> **Exercise requirements**
Every line of the records below that has the word "Serve" should be copied.

Dataset entries

//! Interactive mode functionality - TUI mode

use anyhow::Result;
use postboard_core::Config;
use postboard_providers::Gateway;
use std::path::PathBuf;

use crate::ui::TuiApp;

/// Run a TUI session: load the data, then browse until quit
///
/// The terminal is restored even when the session fails.
///
/// # Errors
/// Returns an error if the terminal cannot be set up, drawn to, or restored.
pub async fn run_tui_interactive(
    gateway: Gateway,
    config: Config,
    config_path: Option<PathBuf>,
) -> Result<()> {
    tracing::info!("=== Session started ===");

    let mut tui_app = TuiApp::new(gateway, config, config_path)?;
    TuiApp::enable_raw_mode()?;

    let session = async {
        let quit_while_loading = tui_app.load().await?;
        if quit_while_loading {
            Ok(())
        } else {
            tui_app.run_event_loop()
        }
    }
    .await;

    let restored = tui_app.disable_raw_mode();
    tracing::info!("=== Session ended ===");

    session?;
    restored?;
    Ok(())
}
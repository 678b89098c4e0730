//! Scripted source for testing the load sequence.
//!
//! Each collection can be given canned records, a failure, or a delay,
//! so the controller can be exercised without network access.

use async_trait::async_trait;
use postboard_core::{Error, Post, PostSource, Resource, Result, User};
use std::sync::{Arc, Mutex, MutexGuard, PoisonError};
use std::time::Duration;
use tokio::time::sleep;

/// Canned outcome for one collection.
#[derive(Clone)]
enum Outcome<T> {
    Records(Vec<T>),
    Failure(String),
}

/// Scripted behaviour for one collection.
#[derive(Clone)]
struct Script<T> {
    outcome: Outcome<T>,
    delay: Option<Duration>,
}

impl<T: Clone> Script<T> {
    fn empty() -> Self {
        Self {
            outcome: Outcome::Records(Vec::new()),
            delay: None,
        }
    }

    async fn play(&self, resource: Resource) -> Result<Vec<T>> {
        if let Some(delay) = self.delay {
            sleep(delay).await;
        }
        match &self.outcome {
            Outcome::Records(records) => Ok(records.clone()),
            Outcome::Failure(reason) => Err(Error::load_failure(resource, reason)),
        }
    }
}

fn lock_ignore_poison<T>(mutex: &Mutex<T>) -> MutexGuard<'_, T> {
    mutex.lock().unwrap_or_else(PoisonError::into_inner)
}

/// Source returning pre-defined collections.
#[derive(Clone)]
pub struct MockSource {
    posts: Script<Post>,
    users: Script<User>,
    /// Call history for verification
    call_history: Arc<Mutex<Vec<Resource>>>,
}

impl Default for MockSource {
    fn default() -> Self {
        Self::new()
    }
}

impl MockSource {
    /// Create a mock source whose collections are both empty.
    #[must_use]
    pub fn new() -> Self {
        Self {
            posts: Script::empty(),
            users: Script::empty(),
            call_history: Arc::new(Mutex::new(Vec::new())),
        }
    }

    /// Serve `posts` from the posts collection.
    #[must_use]
    pub fn with_posts(mut self, posts: Vec<Post>) -> Self {
        self.posts.outcome = Outcome::Records(posts);
        self
    }

    /// Serve `users` from the users collection.
    #[must_use]
    pub fn with_users(mut self, users: Vec<User>) -> Self {
        self.users.outcome = Outcome::Records(users);
        self
    }

    /// Make the posts fetch fail with `reason`.
    #[must_use]
    pub fn failing_posts(mut self, reason: impl Into<String>) -> Self {
        self.posts.outcome = Outcome::Failure(reason.into());
        self
    }

    /// Make the users fetch fail with `reason`.
    #[must_use]
    pub fn failing_users(mut self, reason: impl Into<String>) -> Self {
        self.users.outcome = Outcome::Failure(reason.into());
        self
    }

    /// Delay the posts fetch by `delay` before it resolves.
    #[must_use]
    pub fn with_posts_delay(mut self, delay: Duration) -> Self {
        self.posts.delay = Some(delay);
        self
    }

    /// Delay the users fetch by `delay` before it resolves.
    #[must_use]
    pub fn with_users_delay(mut self, delay: Duration) -> Self {
        self.users.delay = Some(delay);
        self
    }

    /// Collections requested so far, in call order.
    #[must_use]
    pub fn get_call_history(&self) -> Vec<Resource> {
        lock_ignore_poison(&self.call_history).clone()
    }

    /// Number of fetches made.
    #[must_use]
    pub fn call_count(&self) -> usize {
        lock_ignore_poison(&self.call_history).len()
    }

    fn record(&self, resource: Resource) {
        lock_ignore_poison(&self.call_history).push(resource);
    }
}

#[async_trait]
impl PostSource for MockSource {
    fn name(&self) -> &str {
        "mock"
    }

    async fn fetch_posts(&self) -> Result<Vec<Post>> {
        self.record(Resource::Posts);
        self.posts.play(Resource::Posts).await
    }

    async fn fetch_users(&self) -> Result<Vec<User>> {
        self.record(Resource::Users);
        self.users.play(Resource::Users).await
    }
}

> **Written response**
    /// Serve `posts` from the posts collection.
    /// Serve `users` from the users collection.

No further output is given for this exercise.